I will check out the book, EleGirl. Thanks for the recommendation.


----------



## harlisondavidly (Jul 4, 2011)

EleGirl said:


> When a person holds on to anger and hurt for the length of time she has, it means that the anger/hurt is giving them something they think they do not have without out it... it's giving her power... you took that away from her with your EA. So now she has regained it in a very distructive way.


That's in interesting insight. Not sure if I had thought of if that way before, although I may have been introduced to the concept and forgotten it. My problem is that I forget stuff easily. When she comes at me with with the verbal tirade, I will get really upset and disgusted, but a day or two later my emotions have completely died down and I don't even remember how I felt, or so it seems. But I'm getting disgusted at myself for allowing myself to be bullied by her verbal assaults at me and her manipulation. She is extremely good at making me feel like s**t and thinking that everything is my fault. The I feel guilty and give in. Oh how I hate myself for falling under the pressure. But it seems I have no choice. However I've been reading the book "Boundaries" and have gotten some good insights into this in the chapter about boundaries in marriage. When I get a chance I'll look up the specific references that I found helpful and share them here.


----------



## EleGirl (Dec 3, 2011)

harlisondavidly said:


> Yes. We've discussed it but she is hard to talk to about it.
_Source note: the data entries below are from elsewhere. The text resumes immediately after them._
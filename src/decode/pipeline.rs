//! Production decode pipeline for tank query responses.

use super::{
    DecodeError,
    DecodePipeline,
    DecodedReading,
    cobs,
    command::CommandResponse,
    crc,
    tank_status::TankStatus,
    tea::{BLOCK_LEN, TeaKey},
};
use crate::{assembler::AssembledPayload, envelope::QueryId};

/// De-stuffs, verifies, and parses a tank status response.
///
/// Each fragment is one stuffed command response. The data messages are
/// concatenated, decrypted when a device key is configured, and parsed as a
/// tank status record. The completed message that closes the exchange only
/// carries a summary.
///
/// # Examples
///
/// ```
/// use tanklink::{AssembledPayload, DecodePipeline, Envelope, QueryId, TankDecodePipeline};
/// use tanklink::decode::{
///     command::{CommandResponse, SUCCESS_COMPLETED, SUCCESS_MULTIPLE},
///     tank_status::{TANK_SENSOR_STATUS_V2, TankStatus},
/// };
///
/// let pipeline = TankDecodePipeline::default();
/// let status = TankStatus {
///     event_type: TANK_SENSOR_STATUS_V2,
///     table_id: 2,
///     device_id: 4,
///     level_percent: 75,
/// };
/// let record = pipeline.encode_status(&status);
/// let frames: Vec<Envelope> = [
///     (SUCCESS_MULTIPLE, record.as_slice()),
///     (SUCCESS_COMPLETED, &[0x11, 0x22][..]),
/// ]
/// .into_iter()
/// .map(|(response_type, extended_data)| CommandResponse {
///     command_id: 0xE401,
///     response_type,
///     extended_data,
/// })
/// .map(|response| pipeline.encode_message(&response.to_bytes()))
/// .map(|frame| Envelope::parse(&frame).expect("query response frame"))
/// .collect();
/// let payload = AssembledPayload::from_fragments(
///     QueryId::E4,
///     frames.iter().map(|envelope| (envelope.response_type(), envelope.body())),
/// );
///
/// let reading = pipeline.decode(QueryId::E4, &payload).expect("valid response");
/// assert_eq!(reading.level_percent, 75);
/// assert_eq!(reading.device_index, 4);
/// ```
#[derive(Clone, Copy, Debug, PartialEq, Eq)]
pub struct TankDecodePipeline {
    key: Option<TeaKey>,
    verify_crc: bool,
}

impl TankDecodePipeline {
    /// Create a pipeline. Records are read as plaintext unless a device key
    /// is given.
    #[must_use]
    pub const fn new(key: Option<TeaKey>, verify_crc: bool) -> Self { Self { key, verify_crc } }

    /// Cipher key used to decrypt status records, if any.
    #[must_use]
    pub const fn key(&self) -> Option<TeaKey> { self.key }

    /// Whether message checksums are verified.
    #[must_use]
    pub const fn verifies_crc(&self) -> bool { self.verify_crc }

    /// Stuff one message as the gateway sends it: a start-of-frame
    /// separator, then the message with its checksum trailer when checksums
    /// are enabled.
    #[must_use]
    pub fn encode_message(&self, message: &[u8]) -> Vec<u8> {
        let message = if self.verify_crc {
            crc::with_checksum(message)
        } else {
            message.to_vec()
        };
        let mut out = vec![cobs::FRAME_CHAR];
        out.extend(cobs::encode(&message));
        out
    }

    /// Status record as this pipeline expects to receive it. With a device
    /// key the record is zero padded to whole cipher blocks and encrypted.
    #[must_use]
    pub fn encode_status(&self, status: &TankStatus) -> Vec<u8> {
        let mut record = status.to_bytes();
        if let Some(key) = self.key {
            record.resize(record.len().next_multiple_of(BLOCK_LEN), 0);
            let (blocks, _) = record.as_chunks_mut::<BLOCK_LEN>();
            for block in blocks {
                key.encrypt_block(block);
            }
        }
        record
    }

    /// Strip and check the checksum trailer.
    fn verified(&self, mut message: Vec<u8>) -> Result<Vec<u8>, DecodeError> {
        if !self.verify_crc {
            return Ok(message);
        }
        let Some(found) = message.pop() else {
            return Err(DecodeError::Empty);
        };
        let expected = crc::checksum(&message);
        if expected != found {
            return Err(DecodeError::CrcMismatch { expected, found });
        }
        Ok(message)
    }

    /// Destuff and verify every fragment.
    fn messages(&self, payload: &AssembledPayload) -> Result<Vec<Vec<u8>>, DecodeError> {
        let mut messages = Vec::with_capacity(payload.fragment_count());
        for stuffed in payload.stuffed_fragments() {
            for message in cobs::decode_all(&stuffed)? {
                messages.push(self.verified(message)?);
            }
        }
        Ok(messages)
    }
}

/// Parse a message and check it answers `query_id` successfully.
fn response_for(query_id: QueryId, message: &[u8]) -> Result<CommandResponse<'_>, DecodeError> {
    let response = CommandResponse::parse(message)?;
    if response.query_id() != Some(query_id) {
        return Err(DecodeError::ForeignCommand {
            query_id,
            command_id: response.command_id,
        });
    }
    if response.is_failure() {
        return Err(DecodeError::CommandFailed {
            command_id: response.command_id,
            response_type: response.response_type,
        });
    }
    Ok(response)
}

impl Default for TankDecodePipeline {
    fn default() -> Self { Self::new(None, true) }
}

impl DecodePipeline for TankDecodePipeline {
    fn decode(
        &self,
        query_id: QueryId,
        payload: &AssembledPayload,
    ) -> Result<DecodedReading, DecodeError> {
        let messages = self.messages(payload)?;
        let Some((closing, data_messages)) = messages.split_last() else {
            return Err(DecodeError::Empty);
        };
        let summary = response_for(query_id, closing)?;
        if !summary.is_completed() {
            return Err(DecodeError::Incomplete);
        }

        let mut data = Vec::new();
        for message in data_messages {
            data.extend_from_slice(response_for(query_id, message)?.extended_data);
        }
        tracing::debug!(
            %query_id,
            messages = messages.len(),
            summary_len = summary.extended_data.len(),
            data_len = data.len(),
            "command response verified"
        );
        if data.is_empty() {
            return Err(DecodeError::Empty);
        }
        if let Some(key) = self.key {
            key.decrypt(&mut data)
                .map_err(|len| DecodeError::Misaligned { len })?;
        }

        let status = TankStatus::parse(&data)?;
        let device_index = query_id.index();
        if status.device_id != device_index {
            tracing::debug!(
                %query_id,
                device_id = status.device_id,
                "status device id differs from query device index"
            );
        }
        tracing::debug!(
            %query_id,
            table_id = status.table_id,
            level_percent = status.level_percent,
            "decoded tank status"
        );
        Ok(DecodedReading {
            query_id,
            table_id: status.table_id,
            device_index,
            level_percent: status.level_percent,
        })
    }
}
//! CRC-8 trailer carried by every stuffed message.
//!
//! Reflected polynomial `0x31` with the register seeded to `0x55`. The `crc`
//! crate reflects `init` for reflected algorithms, hence `0xAA` below.

use crc::{Algorithm, Crc};

/// Parameters of the message checksum.
pub const CRC_8_TANKLINK: Algorithm<u8> = Algorithm {
    width: 8,
    poly: 0x31,
    init: 0xAA,
    refin: true,
    refout: true,
    xorout: 0x00,
    check: 0xC7,
    residue: 0x00,
};

const CRC8: Crc<u8> = Crc::<u8>::new(&CRC_8_TANKLINK);

/// Checksum of `data`.
///
/// # Examples
///
/// ```
/// use tanklink::decode::crc::checksum;
///
/// assert_eq!(checksum(b"123456789"), 0xC7);
/// ```
#[must_use]
pub fn checksum(data: &[u8]) -> u8 { CRC8.checksum(data) }

/// Append the checksum of `data` to a copy of it.
#[must_use]
pub fn with_checksum(data: &[u8]) -> Vec<u8> {
    let mut out = Vec::with_capacity(data.len() + 1);
    out.extend_from_slice(data);
    out.push(checksum(data));
    out
}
So if she is hard to talk to about thing, write what you have to say to her. Writing also give you a chance to think carefully about what you want to say and how you say it. I highly recommend that you write it out.



harlisondavidly said:


> She also got into my private diary and read everything I had written there. She saw it the summer of 2010.


Most betrayed spouses will do this for a very long time. In marriage, privacy is closing the bathroom door when you do your business. There is no other privacy in marriage. Everything is transparent in a healthy, passionate marriage. 
To make her feel safe you should give her passwords to every account you have on the computer. She should give you hers as well. 
Let her read your diaries. The sooner the better. Answer all her questions. She’ll probably ask every one of them many times… patiently answer them all, over and over. One of the things about an affair is that they are not a shared experience. In order for your wife to get her ‘power’ back as your wife she needs to get to the point where she feels she has shared the experience of the EA with you. I know it sounds odd, but as a BS (betrayed spouse) I can tell you it’s the only way you and she will get beyond your EA. It’s the only way she will give up her hurt and anger. Once she feels in control of her own life again she will stop asking questions, stop snooping much and move on.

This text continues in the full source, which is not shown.